= Taurian Games =

The Taurian Games (Latin Ludi Taurii or Ludi Taurei, rarely Taurilia) were games (ludi) held in ancient Rome in honor of the di inferi, the gods of the underworld. They were not part of a regularly scheduled religious festival on the calendar, but were held as expiatory rites religionis causa, occasioned by religious concerns.

Ludi Taurii are recorded in 186 BC as a two-day event. Varro mentions them as occurring in the late Republic. During the reign of Antoninus Pius, they were held every five years from 140 to 160 AD, within a period beginning on the day after the Ides of May and continuing through the Kalends of June. Some scholars extrapolate that like the lustrum (purification ritual), the Ludi Taurii were regularly quinquennial. Others caution that the five-year schedule under Antoninus Pius, attested by the Fasti Ostienses, is never mentioned in other sources. The limited evidence suggests the Ludi Taurii were important mainly in the context of religious revivalism during the Augustan and Antonine eras.

The Taurian Games were horse races, or less likely chariot races, on a course around turning posts (metae). In the 19th century, they were sometimes confused with the archaic Tarentine Games (ludi tarentini), which were replaced by the Saecular Games. Horse racing along with the propitiation of underworld gods was characteristic of "old and obscure" Roman festivals such as the Consualia, the October Horse, and sites in the Campus Martius such as the Tarentum (where the ludi tarentini originated) and the Trigarium. The Ludi Taurii were the only games held in the Circus Flaminius.

If the games are Etruscan in origin, as Festus and Servius claim, taurii probably comes from the Etruscan word tauru, "tomb." The design of the turning posts (metae) on a Roman race course was derived from Etruscan funerary monuments. Festus, however, offers an etiology based on Latin taurus, meaning "bull." in English.

==Origin and significance==
In the tradition recorded by Festus, the games were instituted in the Regal period when Tarquinius Superbus was king. Servius also places their origin during his reign.

Festus explains that the games were performed in honor of the gods below (di inferi). They were established in response to an epidemic (magna … pestilentia) afflicting pregnant women, caused by the distribution of the flesh of sacrificial bulls (tauri) among the people. Servius implies that the pestilentia was infant mortality: "each delivery of the women came out badly." The remedy of the games was obtained ex libris fatalibus, "from the books of the fates" (either the Sibylline books or Etruscan texts). According to Servius, the ludi took their name from the word taurea, meaning a sterile sacrificial victim (hostia).

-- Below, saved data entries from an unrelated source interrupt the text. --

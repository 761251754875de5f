//! Integration tests for image resolution with an in-memory fetcher.

use std::collections::HashMap;
use std::sync::atomic::{AtomicUsize, Ordering};

use strata_common::net::{FetchError, FetchedResource};
use strata_dom::Rect;
use strata_layers::ImageError;
use strata_layers::images::{ImageFetcher, LoadedImage, is_svg, load_image, resolve_images};
use strata_layers::layer::{ImageSource, LayerKind, LayerNode, Paint, ScaleMode};
use strata_layers::options::PaintOrder;

const PNG_DATA_URL: &str = "data:image/png;base64,iVBORw0KGgo=";
const PNG_SIGNATURE: [u8; 8] = [0x89, b'P', b'N', b'G', 0x0D, 0x0A, 0x1A, 0x0A];
const SVG_DATA_URL: &str = "data:image/svg+xml,%3Csvg%20xmlns%3D%22http%3A%2F%2Fwww.w3.org%2F2000%2Fsvg%22%2F%3E";

/// Serves canned resources and counts requests.
#[derive(Default)]
struct MockFetcher {
    resources: HashMap<String, FetchedResource>,
    requests: AtomicUsize,
}

impl MockFetcher {
    fn with(mut self, url: &str, bytes: &[u8], content_type: Option<&str>) -> Self {
        let _ = self.resources.insert(
            url.to_string(),
            FetchedResource {
                bytes: bytes.to_vec(),
                content_type: content_type.map(str::to_string),
            },
        );
        self
    }
}

impl ImageFetcher for MockFetcher {
    fn fetch(&self, url: &str) -> Result<FetchedResource, ImageError> {
        let _ = self.requests.fetch_add(1, Ordering::SeqCst);
        self.resources
            .get(url)
            .cloned()
            .ok_or_else(|| FetchError::Status(format!("404 Not Found for {url}")).into())
    }
}

fn image_layer(url: &str) -> LayerNode {
    let mut layer = LayerNode::frame(&Rect::new(10.0, 10.0, 64.0, 48.0), false);
    layer.fills.push(Paint::Image {
        source: ImageSource::Url(url.to_string()),
        scale_mode: ScaleMode::Fill,
    });
    layer
}

#[test]
fn test_raster_url_becomes_bytes() {
    let fetcher = MockFetcher::default().with("https://a.test/cat.png", &PNG_SIGNATURE, Some("image/png"));
    let mut layers = vec![image_layer("https://a.test/cat.png")];
    let issues = resolve_images(&mut layers, &fetcher, PaintOrder::TopmostFirst);

    assert!(issues.is_empty());
    assert_eq!(
        layers[0].fills[0],
        Paint::Image {
            source: ImageSource::Bytes(PNG_SIGNATURE.to_vec()),
            scale_mode: ScaleMode::Fill,
        }
    );
}

#[test]
fn test_each_url_is_fetched_once() {
    let fetcher = MockFetcher::default().with("https://a.test/dot.png", &PNG_SIGNATURE, None);
    let mut root = LayerNode::frame(&Rect::new(0.0, 0.0, 100.0, 100.0), false);
    root.children = vec![image_layer("https://a.test/dot.png"), image_layer("https://a.test/dot.png")];
    let mut layers = vec![root];
    let issues = resolve_images(&mut layers, &fetcher, PaintOrder::TopmostFirst);

    assert!(issues.is_empty());
    assert_eq!(fetcher.requests.load(Ordering::SeqCst), 1);
    assert!(
        layers[0]
            .children
            .iter()
            .all(|c| matches!(&c.fills[0], Paint::Image { source: ImageSource::Bytes(_), .. }))
    );
}

#[test]
fn test_data_urls_never_hit_the_fetcher() {
    let fetcher = MockFetcher::default();
    assert_eq!(
        load_image(&fetcher, PNG_DATA_URL).unwrap(),
        LoadedImage::Bytes(PNG_SIGNATURE.to_vec())
    );
    assert_eq!(
        load_image(&fetcher, SVG_DATA_URL).unwrap(),
        LoadedImage::Svg("<svg xmlns=\"http://www.w3.org/2000/svg\"/>".to_string())
    );
    assert!(matches!(
        load_image(&fetcher, "data:image/png,raw"),
        Err(ImageError::UnsupportedDataUrl(_))
    ));
    assert_eq!(fetcher.requests.load(Ordering::SeqCst), 0);
}

#[test]
fn test_svg_image_on_leaf_becomes_svg_layer() {
    let fetcher = MockFetcher::default();
    let mut layers = vec![image_layer(SVG_DATA_URL)];
    let issues = resolve_images(&mut layers, &fetcher, PaintOrder::TopmostFirst);

    assert!(issues.is_empty());
    let layer = &layers[0];
    assert!(matches!(&layer.kind, LayerKind::Svg { svg } if svg.starts_with("<svg")));
    assert!(layer.fills.is_empty());
    assert_eq!((layer.x, layer.y, layer.width, layer.height), (10.0, 10.0, 64.0, 48.0));
}

#[test]
fn test_svg_image_on_container_adds_child() {
    let fetcher =
        MockFetcher::default().with("https://a.test/icons/logo.svg?v=2", b"<svg/>", Some("text/plain"));
    let mut layer = image_layer("https://a.test/icons/logo.svg?v=2");
    layer.children.push(LayerNode::frame(&Rect::new(0.0, 0.0, 5.0, 5.0), false));

    let mut layers = vec![layer.clone()];
    let issues = resolve_images(&mut layers, &fetcher, PaintOrder::TopmostFirst);
    assert!(issues.is_empty());
    let resolved = &layers[0];
    assert!(matches!(resolved.kind, LayerKind::Frame { .. }));
    assert_eq!(resolved.children.len(), 2);
    let svg = &resolved.children[1];
    assert!(matches!(svg.kind, LayerKind::Svg { .. }));
    assert_eq!((svg.x, svg.y, svg.width, svg.height), (0.0, 0.0, 64.0, 48.0));

    let mut layers = vec![layer];
    let _ = resolve_images(&mut layers, &fetcher, PaintOrder::BottommostFirst);
    assert!(matches!(layers[0].children[0].kind, LayerKind::Svg { .. }));
}

#[test]
fn test_failed_image_is_reported_and_kept() {
    let fetcher = MockFetcher::default();
    let mut layers = vec![image_layer("https://a.test/missing.png")];
    let issues = resolve_images(&mut layers, &fetcher, PaintOrder::TopmostFirst);

    assert_eq!(issues.len(), 1);
    assert_eq!(issues[0].component, "images");
    assert!(issues[0].message.contains("https://a.test/missing.png"));
    assert_eq!(
        layers[0].fills[0],
        Paint::Image {
            source: ImageSource::Url("https://a.test/missing.png".to_string()),
            scale_mode: ScaleMode::Fill,
        }
    );
}

#[test]
fn test_svg_detection() {
    let resource = |bytes: &[u8], content_type: Option<&str>| FetchedResource {
        bytes: bytes.to_vec(),
        content_type: content_type.map(str::to_string),
    };
    assert!(is_svg("https://a.test/x.SVG#frag", &resource(b"", None)));
    assert!(is_svg("https://a.test/x", &resource(b"", Some("image/svg+xml"))));
    assert!(is_svg("https://a.test/x", &resource(b"\n  <?xml version=\"1.0\"?>", None)));
    assert!(is_svg("https://a.test/x", &resource(b"<svg></svg>", None)));
    assert!(!is_svg("https://a.test/x.png", &resource(&PNG_SIGNATURE, Some("image/png"))));
}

Servius gives an alternative version that credits the Sabines with instituting the games in response to the pestilentia, and characterizes the transferral of the lues publica (the plague upon the people) onto sacrificial victims (hostiae) as if it were a scapegoat ritual.

Festus also provided an additional explanation of the name as taurus ("bull") from Varro, preserved only in fragmentary form by the Codex Farnesianus. A reconstruction dating back to J.J. Scaliger has been taken to mean that youths, under the direction of a coach, engaged in ritual gymnastics on a raw bull's hide, perhaps to be compared to exercises on a trampoline. This view has not attracted wide acceptance, but would suggest that the ritual action countervails infant mortality by affirming the fitness of the youth. Ritually, landing on the bull's skin may mimic the "catching" of a safely delivered newborn.

The Augustan historian Livy has a brief reference to the games as occurring in 186 BC per biduum, for a period of two days, religionis causa, "for the sake of religious scruple." On this occasion, the two-day Ludi Taurii preceded ten days of ludi presented by Marcus Fulvius Nobilior as the result of a vow in the Aetolian War. Nobilior's games are notable as the first time a beast hunt (venatio) was staged at Rome. At a corrupt transition between the two events in Livy's text, the word decem ("ten") appears, which Georg Wissowa construed as referring to the ten-member priestly college of decemviri sacris faciundis; he thought these priests were likely charged with organizing the Taurian Games.

Earlier scholars have sometimes taken the adjective taurii to mean that bulls were part of the games, either in a Mediterranean tradition of bull-leaping, or as an early form of bullfighting. Because Livy's chronology places the Ludi Taurii (or in some editions Taurilia) immediately after the news of a victory in Roman Spain, the games have figured in a few efforts to trace the early history of Spanish-style bullfighting.